Despite their low turnout, it didn’t stop a group of Proud Boys in unmarked clothing from gathering outside of Snyder’s house in an attempt to intimidate her. 

“They scheduled the rally specifically outside of my house,” said Snyder. “They said explicitly in their chats.” Part of Snyder’s work involves monitoring Proud Boys chats on the popular messaging service Telegram. 

In one Twitter video posted from Snyder’s account, two members can be heard saying “goodbye Gwen” as they walk past the camera. 

The members were reportedly armed and circled the residential block throughout the afternoon. Snyder was lucky to have her friend Jim Savage protect her that day. Savage, a former union president, stood guard on Snyder’s porch with a baseball bat in case any conflicts arose. 

“I wasn’t there to confront anybody. I was there to protect my friend,” said Savage. He ended up staying with Snyder for eight hours that day, and says Proud Boys members circled the home at least five times throughout the afternoon. 

“I didn’t expect them to do anything if someone was there. If it had just been Gwen, it might have been a different story,” he added. 

Apart from stalking and harassment, members of the Proud Boys recently created a false conspiracy theory that paints Snyder as a pedophile. Members circulated a doctored flier online that depicts Snyder as a Megan’s Law offender, listing her home address. Megan’s Law is a federal law requiring police to alert community members of registered sex offenders – in this instance, an outright false and damaging claim. 

Law enforcement has been little help in offering Snyder assistance. When members of the Proud Boys yelled death threats outside of her home at midnight in July of 2019, the Philadelphia Police Department reportedly shrugged off the behavior as scare tactics and wrote up a “cursory report.” Only after Snyder and other activists vocalized their frustration on social media did a more thorough investigation take place. Since then, zero arrests have been made. 

A representative for the Philadelphia Police Department stated in a phone call that if a complaint is filed for harassment or stalking, the department will intervene depending on the seriousness of the threats. From there, detectives can interview the alleged harasser and determine whether an arrest warrant can be sought from a judge. 

When asked about how the PPD responds to credible death threats – like the ones Snyder is bombarded with – the representative said that “what you think is credible and what we think is credible are different.” 

After the September 2020 incident, Snyder isn’t confident the Philadelphia Police Department will do any better in standing up against white supremacists. “I’ve had really negative experiences dealing with the police,” she said. “They generally do not take this seriously. It’s only gotten worse since Danielle Outlaw took over.” 
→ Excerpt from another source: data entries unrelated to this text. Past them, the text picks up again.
use std::collections::HashMap;
use std::io::{Read, Write};
use std::sync::Arc;

use chrono::NaiveDateTime;
use csv::{ReaderBuilder, StringRecord, WriterBuilder};
use diesel::prelude::*;
use diesel::r2d2::{self, Pool};
use diesel::sqlite::SqliteConnection;
use log::info;

use super::transfer_model::{
    ImportOptions, ImportSummary, NumericPolicy, RowPolicy, TransferTable,
};
use super::{Result, TransferError};
use crate::db::get_connection;
use crate::pricing::{FinalPriceRecordDB, FinalPriceRepository, NewFinalPriceRecord};
use crate::rates::{NewRate, RateDB, RateRepository};
use crate::schema::{final_price_records, rates, shipping_routes, vehicles};
use crate::shipping::{NewShippingRoute, ShippingRouteDB, ShippingRouteRepository};
use crate::vehicles::{NewVehicle, VehicleDB, VehicleRepository};

const TIMESTAMP_FORMAT: &str = "%Y-%m-%d %H:%M:%S%.f";

/// Service moving whole tables in and out of the store as CSV.
///
/// Export writes a header row of column names followed by all rows,
/// newest first. Import matches file columns to table columns by exact
/// name and runs inside one transaction; what happens to bad cells and
/// bad rows is the caller's choice via `ImportOptions`.
pub struct TransferService {
    pool: Arc<Pool<r2d2::ConnectionManager<SqliteConnection>>>,
}

impl TransferService {
    /// Creates a new TransferService instance
    pub fn new(pool: Arc<Pool<r2d2::ConnectionManager<SqliteConnection>>>) -> Self {
        Self { pool }
    }

    /// Writes the full contents of one table as CSV
    pub fn export<W: Write>(&self, table: TransferTable, writer: W) -> Result<()> {
        let mut wtr = WriterBuilder::new().from_writer(writer);
        wtr.write_record(table.columns())?;

        match table {
            TransferTable::Rates => {
                let rows = RateRepository::new(self.pool.clone())
                    .list()
                    .map_err(|e| TransferError::DatabaseError(e.to_string()))?;
                for r in rows {
                    wtr.write_record(&[r.id.to_string(), r.value.to_string()])?;
                }
            }
            TransferTable::Vehicles => {
                let rows = VehicleRepository::new(self.pool.clone())
                    .list()
                    .map_err(|e| TransferError::DatabaseError(e.to_string()))?;
                for v in rows {
                    wtr.write_record(&[
                        v.id.to_string(),
                        v.name,
                        v.model,
                        v.import_tax.to_string(),
                    ])?;
                }
            }
            TransferTable::ShippingRoutes => {
                let rows = ShippingRouteRepository::new(self.pool.clone())
                    .list()
                    .map_err(|e| TransferError::DatabaseError(e.to_string()))?;
                for s in rows {
                    wtr.write_record(&[
                        s.id.to_string(),
                        s.region,
                        s.auction_label,
                        s.rate.to_string(),
                    ])?;
                }
            }
            TransferTable::FinalPrices => {
                let rows = FinalPriceRepository::new(self.pool.clone())
                    .list()
                    .map_err(|e| TransferError::DatabaseError(e.to_string()))?;
                for f in rows {
                    wtr.write_record(&[
                        f.id.to_string(),
                        f.vehicle_price.to_string(),
                        f.shipping_rate.to_string(),
                        f.tax_in_foreign_currency.to_string(),
                        f.final_price.to_string(),
                        f.timestamp.format(TIMESTAMP_FORMAT).to_string(),
                    ])?;
                }
            }
        }

        wtr.flush()
            .map_err(|e| TransferError::MalformedFile(e.to_string()))?;
        Ok(())
    }

    /// Loads CSV rows into one table.
    ///
    /// Missing required columns abort before anything is written. All
    /// inserts run in one transaction; under `RowPolicy::Abort` a bad
    /// row rolls that transaction back, under `ContinueAndReport` bad
    /// rows are counted and the rest commits.
    pub fn import<R: Read>(
        &self,
        table: TransferTable,
        reader: R,
        options: ImportOptions,
    ) -> Result<ImportSummary> {
        let mut rdr = ReaderBuilder::new().has_headers(true).from_reader(reader);

        let headers = rdr.headers()?.clone();
        let missing: Vec<String> = table
            .required_columns()
            .iter()
            .filter(|col| !headers.iter().any(|h| h == **col))
            .map(|col| col.to_string())
            .collect();
        if !missing.is_empty() {
            return Err(TransferError::MissingColumns(missing));
        }

        let index: HashMap<&str, usize> =
            headers.iter().enumerate().map(|(i, h)| (h, i)).collect();

        let rows: Vec<StringRecord> =
            rdr.records().collect::<std::result::Result<_, _>>()?;

        let mut conn = get_connection(&self.pool)
            .map_err(|e| TransferError::DatabaseError(e.to_string()))?;

        let summary = conn.transaction::<ImportSummary, TransferError, _>(|conn| {
            let mut summary = ImportSummary::default();

            for (i, row) in rows.iter().enumerate() {
                let row_number = i + 1;
                match insert_row(conn, table, row, &index, options.numeric_policy) {
                    Ok(()) => summary.imported += 1,
                    Err(message) => match options.row_policy {
                        RowPolicy::Abort => {
                            return Err(TransferError::RowFailed {
                                row: row_number,
                                message,
                            })
                        }
                        RowPolicy::ContinueAndReport => {
                            summary.failed += 1;
                            summary.errors.push(format!("row {}: {}", row_number, message));
                        }
                    },
                }
            }

            Ok(summary)
        })?;

        info!(
            "Imported {} rows into {:?} ({} failed)",
            summary.imported, table, summary.failed
        );
        Ok(summary)
    }
}

fn cell<'a>(row: &'a StringRecord, index: &HashMap<&str, usize>, column: &str) -> &'a str {
    index
        .get(column)
        .and_then(|i| row.get(*i))
        .unwrap_or_default()
}

/// Parses one numeric cell under the chosen policy. Strict rejects the
/// row; CoerceToZero reproduces the lenient "invalid becomes 0" import
/// behavior, leaving row validation to catch the zero where it matters.
fn parse_numeric(raw: &str, policy: NumericPolicy) -> std::result::Result<f64, String> {
    match raw.trim().parse::<f64>() {
        Ok(value) if value.is_finite() => Ok(value),
        _ => match policy {
            NumericPolicy::Strict => Err(format!("invalid number '{}'", raw.trim())),
            NumericPolicy::CoerceToZero => Ok(0.0),
        },
    }
}

fn insert_row(
    conn: &mut SqliteConnection,
    table: TransferTable,
    row: &StringRecord,
    index: &HashMap<&str, usize>,
    policy: NumericPolicy,
) -> std::result::Result<(), String> {
    match table {
        TransferTable::Rates => {
            let new_rate = NewRate {
                value: parse_numeric(cell(row, index, "value"), policy)?,
            };
            new_rate.validate().map_err(|e| e.to_string())?;

            diesel::insert_into(rates::table)
                .values(&RateDB::from(new_rate))
                .execute(conn)
                .map_err(|e| e.to_string())?;
        }
        TransferTable::Vehicles => {
            let new_vehicle = NewVehicle {
                name: cell(row, index, "name").to_string(),
                model: cell(row, index, "model").to_string(),
                import_tax: parse_numeric(cell(row, index, "import_tax"), policy)?,
            };
            new_vehicle.validate().map_err(|e| e.to_string())?;

            diesel::insert_into(vehicles::table)
                .values(&VehicleDB::from(new_vehicle))
                .execute(conn)
                .map_err(|e| e.to_string())?;
        }
        TransferTable::ShippingRoutes => {
            let new_route = NewShippingRoute {
                region: cell(row, index, "region").to_string(),
                auction_label: cell(row, index, "auction_label").to_string(),
                rate: parse_numeric(cell(row, index, "rate"), policy)?,
            };
            new_route.validate().map_err(|e| e.to_string())?;

            diesel::insert_into(shipping_routes::table)
                .values(&ShippingRouteDB::from(new_route))
                .execute(conn)
                .map_err(|e| e.to_string())?;
        }
        TransferTable::FinalPrices => {
            let timestamp = match cell(row, index, "timestamp") {
                "" => None,
                raw => Some(parse_timestamp(raw)?),
            };

            let new_record = NewFinalPriceRecord {
                vehicle_price: parse_numeric(cell(row, index, "vehicle_price"), policy)?,
                shipping_rate: parse_numeric(cell(row, index, "shipping_rate"), policy)?,
                tax_in_foreign_currency: parse_numeric(
                    cell(row, index, "tax_in_foreign_currency"),
                    policy,
                )?,
                final_price: parse_numeric(cell(row, index, "final_price"), policy)?,
                timestamp,
            };

            diesel::insert_into(final_price_records::table)
                .values(&FinalPriceRecordDB::from(new_record))
                .execute(conn)
                .map_err(|e| e.to_string())?;
        }
    }

    Ok(())
}

fn parse_timestamp(raw: &str) -> std::result::Result<NaiveDateTime, String> {
    NaiveDateTime::parse_from_str(raw.trim(), TIMESTAMP_FORMAT)
        .or_else(|_| NaiveDateTime::parse_from_str(raw.trim(), "%Y-%m-%dT%H:%M:%S%.f"))
        .map_err(|_| format!("invalid timestamp '{}'", raw.trim()))
}

#[cfg(test)]
mod tests {
    use super::*;

    #[test]
    fn strict_policy_rejects_invalid_numbers() {
        assert_eq!(parse_numeric("12.5", NumericPolicy::Strict).unwrap(), 12.5);
        assert!(parse_numeric("abc", NumericPolicy::Strict).is_err());
        assert!(parse_numeric("", NumericPolicy::Strict).is_err());
        assert!(parse_numeric("inf", NumericPolicy::Strict).is_err());
    }

    #[test]
    fn coerce_policy_turns_invalid_numbers_into_zero() {
        assert_eq!(
            parse_numeric("abc", NumericPolicy::CoerceToZero).unwrap(),
            0.0
        );
        assert_eq!(
            parse_numeric("12.5", NumericPolicy::CoerceToZero).unwrap(),
            12.5
        );
    }

    #[test]
    fn timestamps_round_trip_through_the_export_format() {
        let ts = chrono::NaiveDate::from_ymd_opt(2025, 8, 20)
            .unwrap()
            .and_hms_opt(10, 30, 0)
            .unwrap();
        let formatted = ts.format(TIMESTAMP_FORMAT).to_string();
        assert_eq!(parse_timestamp(&formatted).unwrap(), ts);
    }
}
Outlaw came under fire in 2018 during her time as police chief of Portland, Oregon. The Guardian reported that her officers fired stun-grenades directly at citizens who were counter-protesting rallies held by the Proud Boys and Patriot Prayer, another far-right group.

In her goal of recording hate speech and rhetoric at Proud Boys rallies and demonstrations, Philadelphia activist Gwen Snyder has become a target of the group. | Image provided

In her current role as chief of the Philadelphia Police Department, Outlaw has drawn heavy criticism from Black Lives Matter supporters for her handling of the June 2020 incident on I-676. Protesters trapped between officers and a fenced area were tear-gassed and shot with rubber bullets as they marched for racial justice in the wake of George Floyd’s murder. 

Regardless of Outlaw’s ability to control her officers, connections between the Philadelphia Fraternal Order of Police and the Proud Boys are undeniable. In July, Proud Boys members reportedly rang up a $1,000 bar tab at the FOP headquarters during an afterparty for Vice President Mike Pence’s speech. Earlier in June, some Philadelphia Police officers were notably supportive of violent Proud Boys attacks against journalists during racial justice protests in Fishtown and South Philadelphia, high-fiving and taking photos with group members while refusing to make arrests. 

When President of the FOP John McNesby was asked about his organization’s relationship with the Proud Boys, he denied any affiliation, stating “Philadelphia police officers, FOP leadership, and members condemn their hateful and discriminatory speech in any form.”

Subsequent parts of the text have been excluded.